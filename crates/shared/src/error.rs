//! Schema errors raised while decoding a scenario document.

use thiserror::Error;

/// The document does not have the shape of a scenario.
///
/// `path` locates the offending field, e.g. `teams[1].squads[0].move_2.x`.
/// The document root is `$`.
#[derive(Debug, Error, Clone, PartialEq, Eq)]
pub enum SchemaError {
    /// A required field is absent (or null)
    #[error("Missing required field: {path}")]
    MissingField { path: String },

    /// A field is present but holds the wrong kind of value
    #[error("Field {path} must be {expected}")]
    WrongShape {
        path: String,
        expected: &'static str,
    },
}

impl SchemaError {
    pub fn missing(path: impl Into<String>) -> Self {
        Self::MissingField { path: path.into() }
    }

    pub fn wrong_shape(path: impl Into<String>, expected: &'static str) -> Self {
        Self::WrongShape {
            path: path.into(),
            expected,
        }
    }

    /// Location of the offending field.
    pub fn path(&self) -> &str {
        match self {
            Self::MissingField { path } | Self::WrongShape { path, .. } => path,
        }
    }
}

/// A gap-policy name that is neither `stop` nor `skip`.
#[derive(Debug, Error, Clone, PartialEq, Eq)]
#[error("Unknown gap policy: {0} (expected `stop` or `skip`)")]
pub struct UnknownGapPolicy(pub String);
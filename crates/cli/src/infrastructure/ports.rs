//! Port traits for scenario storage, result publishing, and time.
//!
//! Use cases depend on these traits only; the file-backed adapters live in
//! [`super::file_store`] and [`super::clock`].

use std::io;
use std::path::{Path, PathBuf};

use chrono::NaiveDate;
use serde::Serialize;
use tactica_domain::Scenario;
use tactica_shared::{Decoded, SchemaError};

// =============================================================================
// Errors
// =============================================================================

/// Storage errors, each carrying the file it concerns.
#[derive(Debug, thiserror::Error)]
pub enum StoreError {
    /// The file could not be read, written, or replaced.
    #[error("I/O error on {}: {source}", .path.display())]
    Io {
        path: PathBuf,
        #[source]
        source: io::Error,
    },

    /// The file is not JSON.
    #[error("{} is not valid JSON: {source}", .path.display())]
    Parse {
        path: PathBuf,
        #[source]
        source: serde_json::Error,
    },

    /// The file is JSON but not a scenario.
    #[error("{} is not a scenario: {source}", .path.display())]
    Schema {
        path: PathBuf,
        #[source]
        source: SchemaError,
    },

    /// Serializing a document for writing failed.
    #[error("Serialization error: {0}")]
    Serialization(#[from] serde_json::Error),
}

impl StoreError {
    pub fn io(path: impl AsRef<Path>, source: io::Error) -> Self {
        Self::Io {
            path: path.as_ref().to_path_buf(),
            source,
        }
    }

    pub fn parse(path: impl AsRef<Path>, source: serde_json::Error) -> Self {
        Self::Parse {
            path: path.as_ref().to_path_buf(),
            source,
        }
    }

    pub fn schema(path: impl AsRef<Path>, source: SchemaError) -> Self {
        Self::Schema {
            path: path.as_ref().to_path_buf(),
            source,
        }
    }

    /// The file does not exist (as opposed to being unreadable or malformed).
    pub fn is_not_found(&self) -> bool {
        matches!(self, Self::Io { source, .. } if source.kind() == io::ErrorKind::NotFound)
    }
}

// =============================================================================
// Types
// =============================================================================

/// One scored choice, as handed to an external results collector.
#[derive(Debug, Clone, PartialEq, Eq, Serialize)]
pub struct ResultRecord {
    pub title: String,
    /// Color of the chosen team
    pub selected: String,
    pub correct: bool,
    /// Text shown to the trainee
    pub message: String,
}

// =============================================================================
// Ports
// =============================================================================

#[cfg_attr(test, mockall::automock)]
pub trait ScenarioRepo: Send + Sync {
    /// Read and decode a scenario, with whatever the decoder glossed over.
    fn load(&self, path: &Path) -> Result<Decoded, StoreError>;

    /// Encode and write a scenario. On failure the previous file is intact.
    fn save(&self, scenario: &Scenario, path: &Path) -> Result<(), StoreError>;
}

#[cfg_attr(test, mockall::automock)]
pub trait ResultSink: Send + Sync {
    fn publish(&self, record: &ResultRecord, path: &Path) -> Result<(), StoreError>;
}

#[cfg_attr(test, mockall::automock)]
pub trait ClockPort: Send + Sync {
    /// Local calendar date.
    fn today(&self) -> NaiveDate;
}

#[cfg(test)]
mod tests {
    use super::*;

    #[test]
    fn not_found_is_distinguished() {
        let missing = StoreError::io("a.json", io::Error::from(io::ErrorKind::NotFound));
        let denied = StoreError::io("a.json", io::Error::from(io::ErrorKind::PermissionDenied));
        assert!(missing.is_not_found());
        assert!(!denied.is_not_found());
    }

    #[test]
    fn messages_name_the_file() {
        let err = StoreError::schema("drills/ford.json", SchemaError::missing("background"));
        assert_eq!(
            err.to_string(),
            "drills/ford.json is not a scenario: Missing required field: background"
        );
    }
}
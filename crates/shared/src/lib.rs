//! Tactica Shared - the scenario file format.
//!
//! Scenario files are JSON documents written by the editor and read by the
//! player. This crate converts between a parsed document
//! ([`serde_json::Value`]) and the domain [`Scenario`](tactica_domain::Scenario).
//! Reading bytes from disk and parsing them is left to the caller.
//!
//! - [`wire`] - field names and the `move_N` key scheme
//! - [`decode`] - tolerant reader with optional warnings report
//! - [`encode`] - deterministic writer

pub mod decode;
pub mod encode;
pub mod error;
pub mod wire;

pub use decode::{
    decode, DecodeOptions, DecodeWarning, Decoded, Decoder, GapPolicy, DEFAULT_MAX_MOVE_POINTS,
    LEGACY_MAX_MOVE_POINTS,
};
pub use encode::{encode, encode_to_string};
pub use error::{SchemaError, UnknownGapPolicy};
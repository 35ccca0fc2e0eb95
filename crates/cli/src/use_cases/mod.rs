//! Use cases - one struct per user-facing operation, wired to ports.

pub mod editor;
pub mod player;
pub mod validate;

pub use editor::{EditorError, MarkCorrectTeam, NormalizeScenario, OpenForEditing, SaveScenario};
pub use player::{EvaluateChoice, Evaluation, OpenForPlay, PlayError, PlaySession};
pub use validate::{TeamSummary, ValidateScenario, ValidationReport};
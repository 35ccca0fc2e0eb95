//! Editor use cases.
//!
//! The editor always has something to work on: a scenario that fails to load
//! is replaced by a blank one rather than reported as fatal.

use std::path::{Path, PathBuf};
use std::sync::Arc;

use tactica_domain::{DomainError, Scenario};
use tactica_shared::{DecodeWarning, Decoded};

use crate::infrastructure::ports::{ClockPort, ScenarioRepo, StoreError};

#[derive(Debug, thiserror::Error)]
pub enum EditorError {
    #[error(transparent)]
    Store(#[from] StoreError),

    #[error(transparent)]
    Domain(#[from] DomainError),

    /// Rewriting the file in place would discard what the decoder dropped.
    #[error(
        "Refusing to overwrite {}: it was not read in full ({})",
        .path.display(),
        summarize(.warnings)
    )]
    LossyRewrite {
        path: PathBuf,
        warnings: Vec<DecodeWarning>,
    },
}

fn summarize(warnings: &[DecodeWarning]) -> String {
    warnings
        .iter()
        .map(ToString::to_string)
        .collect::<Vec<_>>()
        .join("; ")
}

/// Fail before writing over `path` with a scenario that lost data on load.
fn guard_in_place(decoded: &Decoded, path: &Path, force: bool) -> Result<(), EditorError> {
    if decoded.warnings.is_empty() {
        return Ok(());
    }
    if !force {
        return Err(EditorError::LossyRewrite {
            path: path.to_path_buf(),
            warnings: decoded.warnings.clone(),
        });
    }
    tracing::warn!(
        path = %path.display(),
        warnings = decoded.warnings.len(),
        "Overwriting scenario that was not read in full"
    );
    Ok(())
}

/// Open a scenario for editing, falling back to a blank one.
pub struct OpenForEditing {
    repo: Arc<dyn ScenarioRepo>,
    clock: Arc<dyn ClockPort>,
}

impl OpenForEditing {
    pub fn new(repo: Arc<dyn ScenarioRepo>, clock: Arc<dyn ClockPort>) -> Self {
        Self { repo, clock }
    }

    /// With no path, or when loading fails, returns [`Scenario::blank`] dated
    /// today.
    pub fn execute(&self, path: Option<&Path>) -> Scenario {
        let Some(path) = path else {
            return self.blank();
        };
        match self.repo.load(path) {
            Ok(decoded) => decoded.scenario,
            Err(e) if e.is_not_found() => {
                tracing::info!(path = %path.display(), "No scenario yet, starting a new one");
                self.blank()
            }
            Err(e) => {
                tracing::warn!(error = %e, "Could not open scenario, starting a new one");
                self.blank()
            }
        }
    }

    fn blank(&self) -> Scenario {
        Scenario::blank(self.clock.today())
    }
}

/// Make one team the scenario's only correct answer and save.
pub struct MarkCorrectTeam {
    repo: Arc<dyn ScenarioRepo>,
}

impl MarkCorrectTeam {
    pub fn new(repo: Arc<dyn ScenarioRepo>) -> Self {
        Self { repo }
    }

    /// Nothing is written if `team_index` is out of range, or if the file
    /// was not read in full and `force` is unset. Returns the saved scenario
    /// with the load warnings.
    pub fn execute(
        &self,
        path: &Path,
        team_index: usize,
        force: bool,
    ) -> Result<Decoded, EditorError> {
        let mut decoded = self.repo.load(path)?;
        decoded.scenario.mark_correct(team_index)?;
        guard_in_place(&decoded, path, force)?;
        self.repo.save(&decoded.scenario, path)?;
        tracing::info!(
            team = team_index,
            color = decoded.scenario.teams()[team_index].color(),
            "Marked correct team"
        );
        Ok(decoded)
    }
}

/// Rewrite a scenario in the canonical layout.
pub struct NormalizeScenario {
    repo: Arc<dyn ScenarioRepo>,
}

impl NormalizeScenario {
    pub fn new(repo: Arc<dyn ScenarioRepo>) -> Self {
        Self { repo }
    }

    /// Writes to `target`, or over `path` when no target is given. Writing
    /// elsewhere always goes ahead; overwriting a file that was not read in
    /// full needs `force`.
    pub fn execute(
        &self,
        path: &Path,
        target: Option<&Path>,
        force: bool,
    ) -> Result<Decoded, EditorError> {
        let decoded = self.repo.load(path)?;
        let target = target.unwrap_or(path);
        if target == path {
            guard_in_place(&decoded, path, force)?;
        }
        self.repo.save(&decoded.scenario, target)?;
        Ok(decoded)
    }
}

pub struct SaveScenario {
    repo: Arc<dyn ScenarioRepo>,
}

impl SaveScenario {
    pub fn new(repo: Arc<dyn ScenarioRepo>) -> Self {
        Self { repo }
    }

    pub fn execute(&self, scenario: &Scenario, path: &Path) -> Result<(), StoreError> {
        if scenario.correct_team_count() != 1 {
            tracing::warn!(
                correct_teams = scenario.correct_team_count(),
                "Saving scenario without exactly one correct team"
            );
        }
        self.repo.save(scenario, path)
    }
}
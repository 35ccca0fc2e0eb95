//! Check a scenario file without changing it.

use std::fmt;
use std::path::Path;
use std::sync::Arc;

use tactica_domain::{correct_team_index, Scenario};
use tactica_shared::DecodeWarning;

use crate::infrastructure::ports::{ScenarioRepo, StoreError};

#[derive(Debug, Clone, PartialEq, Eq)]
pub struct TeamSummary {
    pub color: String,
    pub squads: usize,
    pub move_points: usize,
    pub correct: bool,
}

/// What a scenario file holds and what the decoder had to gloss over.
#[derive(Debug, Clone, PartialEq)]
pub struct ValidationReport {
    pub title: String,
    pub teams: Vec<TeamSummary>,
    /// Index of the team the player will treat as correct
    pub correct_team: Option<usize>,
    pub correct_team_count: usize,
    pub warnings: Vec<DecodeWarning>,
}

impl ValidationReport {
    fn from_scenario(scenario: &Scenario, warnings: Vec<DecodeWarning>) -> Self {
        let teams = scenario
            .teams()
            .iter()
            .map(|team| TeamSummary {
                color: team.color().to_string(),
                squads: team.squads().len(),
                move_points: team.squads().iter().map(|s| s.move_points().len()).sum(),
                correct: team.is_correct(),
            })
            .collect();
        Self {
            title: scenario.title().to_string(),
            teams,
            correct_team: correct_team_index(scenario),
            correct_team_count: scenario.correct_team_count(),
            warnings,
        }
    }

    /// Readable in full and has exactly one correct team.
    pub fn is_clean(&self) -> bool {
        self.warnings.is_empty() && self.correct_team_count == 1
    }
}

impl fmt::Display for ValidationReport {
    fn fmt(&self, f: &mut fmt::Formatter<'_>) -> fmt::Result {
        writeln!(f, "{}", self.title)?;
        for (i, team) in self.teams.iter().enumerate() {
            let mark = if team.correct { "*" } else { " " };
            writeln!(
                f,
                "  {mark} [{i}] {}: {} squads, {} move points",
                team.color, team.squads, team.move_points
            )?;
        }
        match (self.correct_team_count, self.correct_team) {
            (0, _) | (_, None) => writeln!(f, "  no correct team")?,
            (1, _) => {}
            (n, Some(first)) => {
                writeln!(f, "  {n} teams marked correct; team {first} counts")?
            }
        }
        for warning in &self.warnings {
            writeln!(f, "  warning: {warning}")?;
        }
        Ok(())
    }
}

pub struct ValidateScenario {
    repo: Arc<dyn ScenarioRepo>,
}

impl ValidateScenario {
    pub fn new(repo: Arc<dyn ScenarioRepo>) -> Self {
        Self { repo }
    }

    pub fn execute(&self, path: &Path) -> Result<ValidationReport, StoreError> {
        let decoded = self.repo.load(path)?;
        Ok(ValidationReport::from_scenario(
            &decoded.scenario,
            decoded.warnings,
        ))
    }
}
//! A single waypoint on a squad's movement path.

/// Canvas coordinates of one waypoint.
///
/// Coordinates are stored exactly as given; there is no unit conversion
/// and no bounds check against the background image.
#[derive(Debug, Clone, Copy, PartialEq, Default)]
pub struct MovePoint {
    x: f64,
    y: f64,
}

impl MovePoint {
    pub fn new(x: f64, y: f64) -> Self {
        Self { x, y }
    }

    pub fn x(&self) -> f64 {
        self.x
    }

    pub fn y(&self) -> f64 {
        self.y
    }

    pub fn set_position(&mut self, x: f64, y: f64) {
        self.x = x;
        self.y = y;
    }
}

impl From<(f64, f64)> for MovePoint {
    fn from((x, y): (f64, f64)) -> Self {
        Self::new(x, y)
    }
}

* * *

- [Problem details]:
From the first line of the listing above through the line that contains "written, or replaced.", set down each line without alteration, and nothing else.

- [Exercise answer]:
filename crates/shared/src/error.rs
//! Schema errors raised while decoding a scenario document.

use thiserror::Error;

/// The document does not have the shape of a scenario.
///
/// `path` locates the offending field, e.g. `teams[1].squads[0].move_2.x`.
/// The document root is `$`.
#[derive(Debug, Error, Clone, PartialEq, Eq)]
pub enum SchemaError {
    /// A required field is absent (or null)
    #[error("Missing required field: {path}")]
    MissingField { path: String },

    /// A field is present but holds the wrong kind of value
    #[error("Field {path} must be {expected}")]
    WrongShape {
        path: String,
        expected: &'static str,
    },
}

impl SchemaError {
    pub fn missing(path: impl Into<String>) -> Self {
        Self::MissingField { path: path.into() }
    }

    pub fn wrong_shape(path: impl Into<String>, expected: &'static str) -> Self {
        Self::WrongShape {
            path: path.into(),
            expected,
        }
    }

    /// Location of the offending field.
    pub fn path(&self) -> &str {
        match self {
            Self::MissingField { path } | Self::WrongShape { path, .. } => path,
        }
    }
}

/// A gap-policy name that is neither `stop` nor `skip`.
#[derive(Debug, Error, Clone, PartialEq, Eq)]
#[error("Unknown gap policy: {0} (expected `stop` or `skip`)")]
pub struct UnknownGapPolicy(pub String);
filename crates/cli/src/infrastructure/ports.rs
//! Port traits for scenario storage, result publishing, and time.
//!
//! Use cases depend on these traits only; the file-backed adapters live in
//! [`super::file_store`] and [`super::clock`].

use std::io;
use std::path::{Path, PathBuf};

use chrono::NaiveDate;
use serde::Serialize;
use tactica_domain::Scenario;
use tactica_shared::{Decoded, SchemaError};

// =============================================================================
// Errors
// =============================================================================

/// Storage errors, each carrying the file it concerns.
#[derive(Debug, thiserror::Error)]
pub enum StoreError {
    /// The file could not be read, written, or replaced.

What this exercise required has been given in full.